> [EXERCISE DETAILS]: For the listing that follows, give again exactly the lines from the one with "chat, search, logout." to the one with "pub const MAX_NAME_CHARS: usize = 32;", including both.

> [LISTED ENTRIES]:
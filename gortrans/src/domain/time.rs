//! Timetable times.
//!
//! The stop timetable only lists hours and minutes. Dates are never
//! attached during extraction; callers combine a [`ScheduledTime`] with a
//! calendar date of their choosing.

use chrono::{NaiveDate, NaiveDateTime, NaiveTime};
use serde::Serialize;
use std::fmt;

/// Error returned when constructing a time with out-of-range fields.
#[derive(Debug, Clone, PartialEq, Eq, thiserror::Error)]
#[error("invalid time: {reason}")]
pub struct TimeError {
    reason: &'static str,
}

impl TimeError {
    fn new(reason: &'static str) -> Self {
        Self { reason }
    }
}

/// A scheduled arrival at a stop, without a date.
///
/// Ordering is chronological within a single day.
///
/// # Examples
///
/// ```
/// use gortrans::domain::ScheduledTime;
/// use chrono::NaiveDate;
///
/// let t = ScheduledTime::new(6, 16).unwrap();
/// assert_eq!(t.to_string(), "06:16");
///
/// let date = NaiveDate::from_ymd_opt(2024, 3, 15).unwrap();
/// assert_eq!(t.on(date).to_string(), "2024-03-15 06:16:00");
///
/// assert!(ScheduledTime::new(24, 0).is_err());
/// assert!(ScheduledTime::new(5, 60).is_err());
/// ```
#[derive(Clone, Copy, PartialEq, Eq, Hash, PartialOrd, Ord, Serialize)]
pub struct ScheduledTime {
    hour: u8,
    minute: u8,
}

impl ScheduledTime {
    /// Create a time from hour (0-23) and minute (0-59).
    pub fn new(hour: u32, minute: u32) -> Result<Self, TimeError> {
        if hour > 23 {
            return Err(TimeError::new("hour must be 0-23"));
        }
        if minute > 59 {
            return Err(TimeError::new("minute must be 0-59"));
        }
        Ok(Self {
            hour: hour as u8,
            minute: minute as u8,
        })
    }

    /// Returns the hour (0-23).
    pub fn hour(&self) -> u32 {
        self.hour as u32
    }

    /// Returns the minute (0-59).
    pub fn minute(&self) -> u32 {
        self.minute as u32
    }

    pub fn to_naive_time(&self) -> NaiveTime {
        NaiveTime::from_hms_opt(self.hour(), self.minute(), 0)
            .expect("fields validated at construction")
    }

    /// Attach a calendar date, producing an absolute local timestamp.
    pub fn on(&self, date: NaiveDate) -> NaiveDateTime {
        date.and_time(self.to_naive_time())
    }
}

impl fmt::Debug for ScheduledTime {
    fn fmt(&self, f: &mut fmt::Formatter<'_>) -> fmt::Result {
        write!(f, "ScheduledTime({:02}:{:02})", self.hour, self.minute)
    }
}

impl fmt::Display for ScheduledTime {
    fn fmt(&self, f: &mut fmt::Formatter<'_>) -> fmt::Result {
        write!(f, "{:02}:{:02}", self.hour, self.minute)
    }
}

#[cfg(test)]
mod tests {
    use super::*;

    #[test]
    fn accepts_day_bounds() {
        let t = ScheduledTime::new(0, 0).unwrap();
        assert_eq!((t.hour(), t.minute()), (0, 0));

        let t = ScheduledTime::new(23, 59).unwrap();
        assert_eq!((t.hour(), t.minute()), (23, 59));
    }

    #[test]
    fn rejects_out_of_range() {
        assert_eq!(
            ScheduledTime::new(24, 0).unwrap_err().to_string(),
            "invalid time: hour must be 0-23"
        );
        assert_eq!(
            ScheduledTime::new(5, 60).unwrap_err().to_string(),
            "invalid time: minute must be 0-59"
        );
    }

    #[test]
    fn ordering_is_chronological() {
        let a = ScheduledTime::new(5, 50).unwrap();
        let b = ScheduledTime::new(6, 16).unwrap();
        let c = ScheduledTime::new(6, 38).unwrap();
        assert!(a < b);
        assert!(b < c);
    }

    #[test]
    fn attaches_date() {
        let date = NaiveDate::from_ymd_opt(2026, 1, 3).unwrap();
        let dt = ScheduledTime::new(9, 37).unwrap().on(date);
        assert_eq!(dt.date(), date);
        assert_eq!(dt.time(), NaiveTime::from_hms_opt(9, 37, 0).unwrap());
    }

    #[test]
    fn display_and_debug() {
        let t = ScheduledTime::new(7, 1).unwrap();
        assert_eq!(format!("{}", t), "07:01");
        assert_eq!(format!("{:?}", t), "ScheduledTime(07:01)");
    }

    #[test]
    fn serializes_fields() {
        let json = serde_json::to_value(ScheduledTime::new(8, 7).unwrap()).unwrap();
        assert_eq!(json, serde_json::json!({ "hour": 8, "minute": 7 }));
    }
}

#[cfg(test)]
mod proptests {
    use super::*;
    use proptest::prelude::*;

    proptest! {
        /// Every in-range pair constructs and reads back unchanged
        #[test]
        fn in_range_roundtrip(h in 0u32..24, m in 0u32..60) {
            let t = ScheduledTime::new(h, m).unwrap();
            prop_assert_eq!(t.hour(), h);
            prop_assert_eq!(t.minute(), m);
            prop_assert_eq!(t.to_string(), format!("{:02}:{:02}", h, m));
        }

        /// Hours above 23 are always rejected
        #[test]
        fn hour_out_of_range(h in 24u32..10_000, m in 0u32..60) {
            prop_assert!(ScheduledTime::new(h, m).is_err());
        }

        /// Minutes above 59 are always rejected
        #[test]
        fn minute_out_of_range(h in 0u32..24, m in 60u32..10_000) {
            prop_assert!(ScheduledTime::new(h, m).is_err());
        }
    }
}
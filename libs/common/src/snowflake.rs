use std::time::{SystemTime, UNIX_EPOCH};

use chrono::{DateTime, Utc};
use parking_lot::Mutex;

/// Custom epoch: 2025-01-01T00:00:00Z in milliseconds since Unix epoch.
const CHATROOM_EPOCH_MS: u64 = 1_735_689_600_000;

const WORKER_BITS: u64 = 10;
const SEQUENCE_BITS: u64 = 12;
const SEQUENCE_MASK: u64 = (1 << SEQUENCE_BITS) - 1;

struct State {
    last_ms: u64,
    sequence: u64,
}

/// 64-bit time-ordered ID generator used for chat messages.
///
/// Layout (MSB → LSB):
/// - Bits 63–22: Timestamp (42 bits), ms since the chatroom epoch
/// - Bits 21–12: Worker ID (10 bits)
/// - Bits 11–0:  Sequence (12 bits), per-ms counter
///
/// IDs from one generator are strictly increasing, even if the wall clock
/// steps backwards: the generator keeps issuing from the last millisecond it saw.
pub struct SnowflakeGenerator {
    worker_id: u64,
    state: Mutex<State>,
}

impl SnowflakeGenerator {
    pub fn new(worker_id: u16) -> Self {
        assert!(
            (worker_id as u64) < (1 << WORKER_BITS),
            "worker_id must fit in {WORKER_BITS} bits"
        );
        Self {
            worker_id: worker_id as u64,
            state: Mutex::new(State {
                last_ms: 0,
                sequence: 0,
            }),
        }
    }

    pub fn generate(&self) -> i64 {
        let mut state = self.state.lock();

        let mut now_ms = current_ms().max(state.last_ms);

        if now_ms == state.last_ms {
            state.sequence = (state.sequence + 1) & SEQUENCE_MASK;
            if state.sequence == 0 {
                // Sequence exhausted for this millisecond.
                now_ms = state.last_ms + 1;
            }
        } else {
            state.sequence = 0;
        }

        state.last_ms = now_ms;

        let ts = now_ms.saturating_sub(CHATROOM_EPOCH_MS);
        let id = (ts << (WORKER_BITS + SEQUENCE_BITS))
            | (self.worker_id << SEQUENCE_BITS)
            | state.sequence;

        id as i64
    }
}

fn current_ms() -> u64 {
    SystemTime::now()
        .duration_since(UNIX_EPOCH)
        .map(|d| d.as_millis() as u64)
        .unwrap_or(CHATROOM_EPOCH_MS)
}

/// Extract the creation timestamp (ms since Unix epoch) from a snowflake ID.
pub fn snowflake_timestamp_ms(id: i64) -> u64 {
    let ts = (id as u64) >> (WORKER_BITS + SEQUENCE_BITS);
    ts + CHATROOM_EPOCH_MS
}

/// Creation time of a snowflake ID at millisecond resolution.
pub fn snowflake_datetime(id: i64) -> Option<DateTime<Utc>> {
    DateTime::from_timestamp_millis(snowflake_timestamp_ms(id) as i64)
}
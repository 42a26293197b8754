use axum::http::StatusCode;
use axum::response::{IntoResponse, Response};
use axum::Json;
use serde::Serialize;
use utoipa::ToSchema;

/// Structured API error returned to clients.
#[derive(Debug, Serialize, ToSchema)]
pub struct ApiErrorBody {
    pub error: ApiErrorDetail,
}

#[derive(Debug, Serialize, ToSchema)]
pub struct ApiErrorDetail {
    pub code: String,
    pub message: String,
    #[serde(skip_serializing_if = "Option::is_none")]
    pub details: Option<Vec<FieldError>>,
}

#[derive(Debug, Serialize, ToSchema)]
pub struct FieldError {
    pub field: String,
    pub message: String,
}

impl FieldError {
    pub fn new(field: &str, message: impl Into<String>) -> Self {
        Self {
            field: field.to_string(),
            message: message.into(),
        }
    }
}

/// Application-level error type that converts into an HTTP response.
///
/// Store and session-backend failures end up here as `INTERNAL_ERROR`; the
/// underlying error is logged and never echoed to the client.
#[derive(Debug)]
pub struct ApiError {
    pub status: StatusCode,
    pub code: &'static str,
    pub message: String,
    pub details: Option<Vec<FieldError>>,
}

impl ApiError {
    fn new(status: StatusCode, code: &'static str, message: impl Into<String>) -> Self {
        Self {
            status,
            code,
            message: message.into(),
            details: None,
        }
    }

    pub fn bad_request(message: impl Into<String>) -> Self {
        Self::new(StatusCode::BAD_REQUEST, "BAD_REQUEST", message)
    }

    pub fn unauthorized(message: impl Into<String>) -> Self {
        Self::new(StatusCode::UNAUTHORIZED, "UNAUTHORIZED", message)
    }

    pub fn internal(message: impl Into<String>) -> Self {
        Self::new(StatusCode::INTERNAL_SERVER_ERROR, "INTERNAL_ERROR", message)
    }

    pub fn validation(details: Vec<FieldError>) -> Self {
        Self {
            details: Some(details),
            ..Self::new(StatusCode::BAD_REQUEST, "VALIDATION_ERROR", "Validation failed")
        }
    }

    fn masked(kind: &'static str, err: &dyn std::fmt::Debug) -> Self {
        tracing::error!(?err, "{kind} error");
        Self::internal("An internal error occurred")
    }
}

impl IntoResponse for ApiError {
    fn into_response(self) -> Response {
        let body = ApiErrorBody {
            error: ApiErrorDetail {
                code: self.code.to_string(),
                message: self.message,
                details: self.details,
            },
        };
        (self.status, Json(body)).into_response()
    }
}

impl From<diesel::result::Error> for ApiError {
    fn from(err: diesel::result::Error) -> Self {
        Self::masked("database", &err)
    }
}

impl From<diesel_async::pooled_connection::deadpool::PoolError> for ApiError {
    fn from(err: diesel_async::pooled_connection::deadpool::PoolError) -> Self {
        Self::masked("pool", &err)
    }
}

impl From<tower_sessions::session::Error> for ApiError {
    fn from(err: tower_sessions::session::Error) -> Self {
        Self::masked("session", &err)
    }
}

impl From<minijinja::Error> for ApiError {
    fn from(err: minijinja::Error) -> Self {
        Self::masked("template", &err)
    }
}
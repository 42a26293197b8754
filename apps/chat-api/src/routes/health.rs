use axum::routing::get;
use axum::{Json, Router};
use serde::Serialize;
use utoipa::ToSchema;

use crate::AppState;

pub fn router() -> Router<AppState> {
    Router::new().route("/health", get(health))
}

#[derive(Debug, Serialize, ToSchema)]
pub struct HealthResponse {
    pub status: &'static str,
}

#[utoipa::path(
    get,
    path = "/health",
    tag = "Health",
    responses((status = 200, description = "Service is up", body = HealthResponse)),
)]
pub async fn health() -> Json<HealthResponse> {
    Json(HealthResponse { status: "ok" })
}
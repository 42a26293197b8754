//! HTML pages: login, chat, search, logout.

use axum::extract::State;
use axum::http::header::LOCATION;
use axum::http::StatusCode;
use axum::response::{Html, IntoResponse, Redirect, Response};
use axum::routing::get;
use axum::{Form, Router};
use chrono::Utc;
use serde::Deserialize;

use crate::auth::binding;
use crate::auth::session::CurrentSession;
use crate::error::ApiError;
use crate::views::LoginPage;
use crate::AppState;

/// Longest accepted participant name, in characters.
pub const MAX_NAME_CHARS: usize = 32;

/// Notice shown after logging out.
pub const LOGGED_OUT_NOTICE: &str = "Please log in.";

/// Pages reachable without a valid login.
pub fn router() -> Router<AppState> {
    Router::new()
        .route("/", get(home))
        .route("/login", get(login_redirect).post(login))
        .route("/chat/logout", get(logout))
        .route("/error", get(error_page))
}

/// Pages behind the request gate.
pub fn protected_router() -> Router<AppState> {
    Router::new()
        .route("/chat", get(chat))
        .route("/search", get(search))
}

// ---------------------------------------------------------------------------
// GET /
// ---------------------------------------------------------------------------

async fn home(State(state): State<AppState>, current: CurrentSession) -> Result<Response, ApiError> {
    if state.validity.is_valid(current.context.login_time) {
        return Ok(Redirect::to("/chat").into_response());
    }
    let page = LoginPage {
        notice: current.take_notice().await?,
        ..LoginPage::default()
    };
    Ok(state.views.login(&page)?.into_response())
}

// ---------------------------------------------------------------------------
// POST /login
// ---------------------------------------------------------------------------

#[derive(Debug, Deserialize)]
pub struct LoginForm {
    #[serde(default)]
    pub name: String,
}

async fn login(
    State(state): State<AppState>,
    mut current: CurrentSession,
    Form(form): Form<LoginForm>,
) -> Result<Response, ApiError> {
    let name = form.name.trim();

    if let Some(problem) = validate_name(name) {
        let page = state.views.login(&LoginPage::invalid(name, problem))?;
        return Ok((StatusCode::BAD_REQUEST, page).into_response());
    }

    let outcome = binding::login(state.identities.as_ref(), name, current.session_id()).await?;
    tracing::info!(name, ?outcome, "login attempt");

    if !outcome.is_accepted() {
        let page = LoginPage::invalid(name, "That name is already taken.");
        return Ok(state.views.login(&page)?.into_response());
    }

    current.stamp_login(Utc::now()).await?;
    Ok(Redirect::to("/chat").into_response())
}

fn validate_name(name: &str) -> Option<String> {
    if name.is_empty() {
        Some("Name is required.".to_string())
    } else if name.chars().count() > MAX_NAME_CHARS {
        Some(format!("Name must be {MAX_NAME_CHARS} characters or fewer."))
    } else {
        None
    }
}

async fn login_redirect() -> Redirect {
    Redirect::to("/")
}

// ---------------------------------------------------------------------------
// GET /chat
// ---------------------------------------------------------------------------

async fn chat(State(state): State<AppState>, mut current: CurrentSession) -> Result<Response, ApiError> {
    let identity = state
        .identities
        .find_by_session(current.session_id())
        .await?;

    // A valid login with no bound name means the binding vanished underneath
    // us; start over rather than bounce between `/` and `/chat`.
    let Some(identity) = identity else {
        current.reset().await?;
        return Ok(Redirect::to("/").into_response());
    };

    Ok(state
        .views
        .chat(&identity.name, state.config.poll_interval_secs)?
        .into_response())
}

// ---------------------------------------------------------------------------
// GET /search, GET /error
// ---------------------------------------------------------------------------

async fn search(State(state): State<AppState>) -> Result<Html<String>, ApiError> {
    state.views.search()
}

async fn error_page(State(state): State<AppState>) -> Result<Html<String>, ApiError> {
    state.views.error()
}

// ---------------------------------------------------------------------------
// GET /chat/logout
// ---------------------------------------------------------------------------

async fn logout(State(state): State<AppState>, mut current: CurrentSession) -> Result<Response, ApiError> {
    if let Some(identity) = binding::logout(state.identities.as_ref(), current.session_id()).await? {
        tracing::info!(name = %identity.name, "logged out");
    }
    current.reset().await?;
    current.set_notice(LOGGED_OUT_NOTICE).await?;

    Ok((StatusCode::SEE_OTHER, [(LOCATION, "/")], LOGGED_OUT_NOTICE).into_response())
}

> [TASK OUTPUT]:
//! HTML pages: login, chat, search, logout.

use axum::extract::State;
use axum::http::header::LOCATION;
use axum::http::StatusCode;
use axum::response::{Html, IntoResponse, Redirect, Response};
use axum::routing::get;
use axum::{Form, Router};
use chrono::Utc;
use serde::Deserialize;

use crate::auth::binding;
use crate::auth::session::CurrentSession;
use crate::error::ApiError;
use crate::views::LoginPage;
use crate::AppState;

/// Longest accepted participant name, in characters.
pub const MAX_NAME_CHARS: usize = 32;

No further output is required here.